Stored data entries:
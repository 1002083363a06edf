//! Document titles for each route.

#[cfg(test)]
#[path = "meta_test.rs"]
mod meta_test;

use content::{BlogPost, ContentKind, Profile, Project};

#[must_use]
pub fn home_title(profile: &Profile) -> String {
    format!("{} - {}", profile.name, profile.role)
}

/// `About - Priyav`.
#[must_use]
pub fn page_title(page: &str, profile: &Profile) -> String {
    format!("{page} - {}", profile.name)
}

#[must_use]
pub fn post_title(post: &BlogPost, profile: &Profile) -> String {
    format!("{} - {}'s Blog", post.title, profile.name)
}

#[must_use]
pub fn project_title(project: &Project, profile: &Profile) -> String {
    format!("{} - {}", project.title, profile.name)
}

#[must_use]
pub fn not_found_title(kind: Option<ContentKind>) -> String {
    match kind {
        Some(ContentKind::Post) => "Post Not Found".to_owned(),
        Some(ContentKind::Project) => "Project Not Found".to_owned(),
        None => "Page Not Found".to_owned(),
    }
}
//! Markdown rendering for post bodies.
//!
//! DESIGN
//! ======
//! Bodies go through `pulldown-cmark` with raw HTML dropped, so authored
//! content can never inject markup. Heading ids are assigned on the event
//! stream, and the same pass records each heading's visible text and id.
//! The "On this page" outline is built from that record only, so its links
//! always point at a rendered heading.

#[cfg(test)]
#[path = "markdown_test.rs"]
mod markdown_test;

use content::slug::Anchors;
use pulldown_cmark::{CowStr, Event, HeadingLevel, Options, Parser, Tag, TagEnd, html};

/// Deepest heading level listed in the outline.
const OUTLINE_MAX_LEVEL: u8 = 3;

/// A heading as it appears in the rendered body.
#[derive(Debug, Clone, PartialEq, Eq)]
pub struct OutlineEntry {
    pub level: u8,
    pub text: String,
    pub anchor: String,
}

/// Rendered HTML plus every heading it contains, in document order.
#[derive(Debug, Clone, Default)]
pub struct RenderedMarkdown {
    pub html: String,
    pub headings: Vec<OutlineEntry>,
}

impl RenderedMarkdown {
    /// Section headings for the outline: levels 2 and 3, title excluded.
    #[must_use]
    pub fn outline(&self) -> Vec<OutlineEntry> {
        self.headings
            .iter()
            .filter(|h| (2..=OUTLINE_MAX_LEVEL).contains(&h.level))
            .cloned()
            .collect()
    }
}

/// Render `markdown` to HTML safe for `inner_html`, collecting its headings.
#[must_use]
pub fn render_markdown(markdown: &str) -> RenderedMarkdown {
    let mut options = Options::empty();
    options.insert(Options::ENABLE_TABLES);
    options.insert(Options::ENABLE_STRIKETHROUGH);

    let mut events: Vec<Event<'_>> = Parser::new_ext(markdown, options)
        .filter(|event| !matches!(event, Event::Html(_) | Event::InlineHtml(_)))
        .collect();
    let headings = assign_heading_ids(&mut events);

    let mut out = String::with_capacity(markdown.len() * 3 / 2);
    html::push_html(&mut out, events.into_iter());
    RenderedMarkdown { html: out, headings }
}

fn assign_heading_ids(events: &mut [Event<'_>]) -> Vec<OutlineEntry> {
    let mut anchors = Anchors::new();
    let mut headings = Vec::new();
    let mut i = 0;
    while i < events.len() {
        if let Event::Start(Tag::Heading { level, .. }) = &events[i] {
            let level = heading_level(*level);
            let mut text = String::new();
            let mut end = i + 1;
            while end < events.len() && !matches!(events[end], Event::End(TagEnd::Heading(_))) {
                if let Event::Text(t) | Event::Code(t) = &events[end] {
                    text.push_str(t);
                }
                end += 1;
            }
            let anchor = anchors.next(&text);
            if let Event::Start(Tag::Heading { id, .. }) = &mut events[i] {
                *id = Some(CowStr::from(anchor.clone()));
            }
            headings.push(OutlineEntry { level, text: text.trim().to_owned(), anchor });
            i = end;
        }
        i += 1;
    }
    headings
}

fn heading_level(level: HeadingLevel) -> u8 {
    match level {
        HeadingLevel::H1 => 1,
        HeadingLevel::H2 => 2,
        HeadingLevel::H3 => 3,
        HeadingLevel::H4 => 4,
        HeadingLevel::H5 => 5,
        HeadingLevel::H6 => 6,
    }
}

How to complete this task: Where a line of the data includes the string "TagEnd", list that line.

Output of the exercise:
use pulldown_cmark::{CowStr, Event, HeadingLevel, Options, Parser, Tag, TagEnd, html};
            while end < events.len() && !matches!(events[end], Event::End(TagEnd::Heading(_))) {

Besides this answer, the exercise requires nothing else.